Although the main copies of user tweets are stored in MySQL and Cassandra databases, the company also deploys additional storage on Hadoop, which can be used for analytics and additional software applications.
Information from this system can be queried using Java MapReduce or Pig, Hadoop's own SQL-like query language. At the moment, the search system has already been transferred to this backend, and other applications will appear in the future.
Having rejected popular technologies like XML, CSV and JSON, Twitter programmers chose the relatively unknown
Protocol Buffers format developed by Google (it was already
discussed at Habré) as the format for storing backend data. Technical details of the implementation were
announced by Twitter representatives at the HadoopWorld conference on Tuesday.
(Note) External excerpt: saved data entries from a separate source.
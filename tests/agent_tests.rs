
use std::sync::Arc;
use std::time::Duration;

use bytes::Bytes;
use futures::{SinkExt, StreamExt};
use tokio::io::AsyncWriteExt;
use tokio::net::TcpStream;
use tokio_util::codec::{Framed, LengthDelimitedCodec};
use tokio_util::sync::CancellationToken;

use script_agent::agent::{AgentClient, Frame, RejectReason};
use script_agent::config::ClientConfig;
use script_agent::error::DispatchError;
use script_agent::job::{encode_request, JobKind, JobOutcome, LogMessage, MessageLevel};
use script_agent::script::ExecuteScriptJob;
use script_agent::service::{ControlServiceJob, ServiceStatus};
use test_harness::{assert_eventually, spawn_agent, FakeHost, FakeServiceManager, TestAgent};

async fn start_agent(host: &FakeHost) -> TestAgent {
    let services = Arc::new(FakeServiceManager::new(ServiceStatus::Stopped));
    spawn_agent(Arc::new(host.clone()), services, 4).await
}

async fn raw_connect(agent: &TestAgent) -> Framed<TcpStream, LengthDelimitedCodec> {
    Framed::new(
        TcpStream::connect(agent.addr).await.unwrap(),
        LengthDelimitedCodec::new(),
    )
}

async fn next_frame(framed: &mut Framed<TcpStream, LengthDelimitedCodec>) -> Frame {
    let bytes = tokio::time::timeout(Duration::from_secs(5), framed.next())
        .await
        .expect("agent should answer")
        .expect("connection closed")
        .unwrap();
    Frame::decode(&bytes).unwrap()
}

#[tokio::test]
async fn test_script_round_trip() {
    let host = FakeHost::new();
    let agent = start_agent(&host).await;
    let job = ExecuteScriptJob {
        collect_output: true,
        log_output: true,
        ..ExecuteScriptJob::new("output hello\nlog warn careful\nset Answer 42\nexit 3")
    }
    .with_output_variable("Answer")
    .with_output_variable("Missing");

    let mut logs = Vec::new();
    let outcome = agent
        .client()
        .execute(&job, &CancellationToken::new(), |m| logs.push(m))
        .await
        .unwrap();

    let result = outcome.completed().expect("job should complete");
    assert_eq!(result.exit_code, Some(3));
    assert_eq!(result.output, vec!["hello".to_string()]);
    assert_eq!(result.output_variables.get("Answer"), Some("42"));
    assert!(result.output_variables.contains("Missing"));
    assert_eq!(result.output_variables.get("Missing"), None);
    assert_eq!(
        logs,
        vec![
            LogMessage {
                level: MessageLevel::Information,
                message: "hello".to_string(),
            },
            LogMessage {
                level: MessageLevel::Warning,
                message: "careful".to_string(),
            },
        ]
    );

    agent.stop().await;
}

#[tokio::test]
async fn test_service_job_round_trip() {
    let services = Arc::new(FakeServiceManager::new(ServiceStatus::Stopped));
    let agent = spawn_agent(Arc::new(FakeHost::new()), services.clone(), 4).await;

    let mut logs = Vec::new();
    let outcome = agent
        .client()
        .execute(
            &ControlServiceJob::start("web", true),
            &CancellationToken::new(),
            |m| logs.push(m.message),
        )
        .await
        .unwrap();

    assert_eq!(outcome, JobOutcome::Completed(()));
    assert_eq!(services.starts(), 1);
    assert_eq!(logs, vec!["Service is running.".to_string()]);

    agent.stop().await;
}

#[tokio::test]
async fn test_execution_failure_is_not_cancellation() {
    let host = FakeHost::new();
    let agent = start_agent(&host).await;

    let err = agent
        .client()
        .execute(
            &ExecuteScriptJob::new("fail Cannot find path"),
            &CancellationToken::new(),
            |_| {},
        )
        .await
        .unwrap_err();

    assert!(matches!(err, DispatchError::Execution(ref msg) if msg.contains("Cannot find path")));

    agent.stop().await;
}

#[tokio::test]
async fn test_caller_cancel_stops_job_on_agent() {
    let host = FakeHost::new();
    let agent = start_agent(&host).await;
    let cancel = CancellationToken::new();

    let trigger = cancel.clone();
    tokio::spawn(async move {
        tokio::time::sleep(Duration::from_millis(100)).await;
        trigger.cancel();
    });

    let outcome = tokio::time::timeout(
        Duration::from_secs(5),
        agent
            .client()
            .execute(&ExecuteScriptJob::new("sleep 60000"), &cancel, |_| {}),
    )
    .await
    .expect("cancel should return promptly")
    .unwrap();
    assert!(outcome.is_cancelled());

    let stats = host.stats.clone();
    assert_eventually(
        || {
            let stats = stats.clone();
            async move { stats.stopped.load(std::sync::atomic::Ordering::SeqCst) }
        },
        Duration::from_secs(5),
        "agent should stop the script",
    )
    .await;
    assert_eventually(
        || {
            let host = host.clone();
            async move { host.closed() == 1 }
        },
        Duration::from_secs(5),
        "agent should release the session",
    )
    .await;

    agent.stop().await;
}

#[tokio::test]
async fn test_cancel_frame_answered_with_cancelled() {
    let host = FakeHost::new();
    let agent = start_agent(&host).await;
    let mut framed = raw_connect(&agent).await;

    let job = ExecuteScriptJob {
        log_output: true,
        ..ExecuteScriptJob::new("output started\nsleep 60000")
    };
    framed
        .send(
            Frame::Dispatch {
                kind: JobKind::ExecuteScript,
                payload: encode_request(&job),
            }
            .encode(),
        )
        .await
        .unwrap();

    // Wait until the script is running before cancelling.
    assert!(matches!(next_frame(&mut framed).await, Frame::Log(ref m) if m.message == "started"));
    framed.send(Frame::Cancel.encode()).await.unwrap();

    assert_eq!(next_frame(&mut framed).await, Frame::Cancelled);
    assert!(host.was_stopped());

    agent.stop().await;
}

#[tokio::test]
async fn test_disconnect_cancels_job() {
    let host = FakeHost::new();
    let agent = start_agent(&host).await;
    let mut framed = raw_connect(&agent).await;

    let job = ExecuteScriptJob {
        log_output: true,
        ..ExecuteScriptJob::new("output started\nsleep 60000")
    };
    framed
        .send(
            Frame::Dispatch {
                kind: JobKind::ExecuteScript,
                payload: encode_request(&job),
            }
            .encode(),
        )
        .await
        .unwrap();
    next_frame(&mut framed).await;
    drop(framed);

    let stats = host.stats.clone();
    assert_eventually(
        || {
            let stats = stats.clone();
            async move { stats.stopped.load(std::sync::atomic::Ordering::SeqCst) }
        },
        Duration::from_secs(5),
        "disconnect should stop the script",
    )
    .await;

    agent.stop().await;
}

#[tokio::test]
async fn test_unknown_job_kind_rejected() {
    let host = FakeHost::new();
    let agent = start_agent(&host).await;
    let mut framed = raw_connect(&agent).await;

    framed.send(Bytes::from_static(&[0x01, 0x63, 0x00])).await.unwrap();

    let Frame::Rejected(reason, message) = next_frame(&mut framed).await else {
        panic!("expected a rejection");
    };
    assert_eq!(reason, RejectReason::MalformedPayload);
    assert!(message.contains("unknown job kind 99"));
    assert_eq!(host.opened(), 0);

    agent.stop().await;
}

#[tokio::test]
async fn test_truncated_payload_rejected() {
    let host = FakeHost::new();
    let agent = start_agent(&host).await;
    let mut framed = raw_connect(&agent).await;

    let payload = encode_request(&ExecuteScriptJob::new("output hello"));
    framed
        .send(
            Frame::Dispatch {
                kind: JobKind::ExecuteScript,
                payload: payload.slice(..payload.len() - 3),
            }
            .encode(),
        )
        .await
        .unwrap();

    let Frame::Rejected(reason, message) = next_frame(&mut framed).await else {
        panic!("expected a rejection");
    };
    assert_eq!(reason, RejectReason::MalformedPayload);
    assert!(message.starts_with("malformed job payload"));
    assert_eq!(host.invocations(), 0);

    agent.stop().await;
}

#[tokio::test]
async fn test_oversized_first_frame_rejected() {
    let host = FakeHost::new();
    let agent = start_agent(&host).await;
    let mut stream = TcpStream::connect(agent.addr).await.unwrap();

    // A length prefix far beyond the agent's limit, with no body behind it.
    stream.write_all(&u32::MAX.to_be_bytes()).await.unwrap();
    let mut framed = Framed::new(stream, LengthDelimitedCodec::new());

    let frame = next_frame(&mut framed).await;
    assert!(matches!(frame, Frame::Rejected(RejectReason::FrameTooLarge, _)));
    assert_eq!(host.opened(), 0);

    agent.stop().await;
}

#[tokio::test]
async fn test_rejection_reaches_caller_with_its_reason() {
    // Stands in for an agent that cannot read what it was sent.
    let listener = tokio::net::TcpListener::bind("127.0.0.1:0").await.unwrap();
    let addr = listener.local_addr().unwrap();
    tokio::spawn(async move {
        let (stream, _) = listener.accept().await.unwrap();
        let mut framed = Framed::new(stream, LengthDelimitedCodec::new());
        framed.next().await;
        let rejected = Frame::Rejected(
            RejectReason::MalformedPayload,
            "malformed job payload: unknown job kind 1".to_string(),
        );
        framed.send(rejected.encode()).await.unwrap();
    });

    let client = AgentClient::new(ClientConfig::new(addr.to_string()));
    let err = client
        .execute(&ExecuteScriptJob::new("output x"), &CancellationToken::new(), |_| {})
        .await
        .unwrap_err();

    assert!(matches!(
        err,
        DispatchError::Rejected {
            reason: RejectReason::MalformedPayload,
            ..
        }
    ));
}

#[tokio::test]
async fn test_concurrent_jobs_keep_their_own_logs() {
    let host = FakeHost::new();
    let agent = start_agent(&host).await;
    let client = agent.client();

    let job_a = ExecuteScriptJob {
        log_output: true,
        ..ExecuteScriptJob::new("output a1\nsleep 20\noutput a2\nsleep 20\noutput a3")
    };
    let job_b = ExecuteScriptJob {
        log_output: true,
        ..ExecuteScriptJob::new("output b1\nsleep 15\noutput b2\nsleep 15\noutput b3")
    };

    let mut logs_a = Vec::new();
    let mut logs_b = Vec::new();
    let cancel = CancellationToken::new();
    let (a, b) = tokio::join!(
        client.execute(&job_a, &cancel, |m| logs_a.push(m.message)),
        client.execute(&job_b, &cancel, |m| logs_b.push(m.message)),
    );

    assert!(a.unwrap().completed().is_some());
    assert!(b.unwrap().completed().is_some());
    assert_eq!(logs_a, vec!["a1", "a2", "a3"]);
    assert_eq!(logs_b, vec!["b1", "b2", "b3"]);
    assert_eq!(host.opened(), 2);

    agent.stop().await;
}

#[tokio::test]
async fn test_shutdown_cancels_running_jobs() {
    let host = FakeHost::new();
    let agent = start_agent(&host).await;
    let client = agent.client();
    let shutdown = agent.shutdown.clone();

    tokio::spawn(async move {
        tokio::time::sleep(Duration::from_millis(100)).await;
        shutdown.cancel();
    });

    let outcome = tokio::time::timeout(
        Duration::from_secs(5),
        client.execute(
            &ExecuteScriptJob::new("sleep 60000"),
            &CancellationToken::new(),
            |_| {},
        ),
    )
    .await
    .expect("shutdown should end the job")
    .unwrap();

    assert_eq!(outcome, JobOutcome::Cancelled);
    agent.stop().await;
}

#[tokio::test]
async fn test_unreachable_agent_is_transport_error() {
    // Bind then drop to get a port nothing listens on.
    let listener = tokio::net::TcpListener::bind("127.0.0.1:0").await.unwrap();
    let addr = listener.local_addr().unwrap();
    drop(listener);

    let client = AgentClient::new(ClientConfig::new(addr.to_string()));
    let err = client
        .execute(&ExecuteScriptJob::new("output x"), &CancellationToken::new(), |_| {})
        .await
        .unwrap_err();

    assert!(matches!(err, DispatchError::Io(_)));
}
Every day, 12 TB of new data is added to the Twitter database. With such volumes, choosing the right format becomes critical. The combination of Protocol Buffers, Hadoop and related technologies is designed to solve this problem.
')
Each tweet consists of 17 fields in the database, six of which have at least one subfield. In the future, Twitter plans to add other subfields. In the future, the storage system must withstand and effectively work with a
trillion tweets from a billion users .
In addition to user content, for storage, the service information from internal logs also enters the database (more than 80 types of operations that occur in the system). The based part of this data is aggregated using the free technology
Scribe (developed by Facebook).
The advantage of Protocol Buffers over XML becomes evident on large amounts of data. According to Twitter developers, a base of one trillion XML tweets can take about ten petabytes instead of one. JSON also stores a lot of unnecessary information. At the other extreme is CSV, where data is separated only by commas. There is nothing superfluous here, but it is difficult to structure the subfields.
Protocol Buffers does not have these drawbacks. In addition, it automates the process of recreating data structures. As stated in the
Protocol Buffers tutorial , it is enough to define the method of structuring data once, after which you can use specially generated code to easily write and read structured data to / from various streams and in different languages.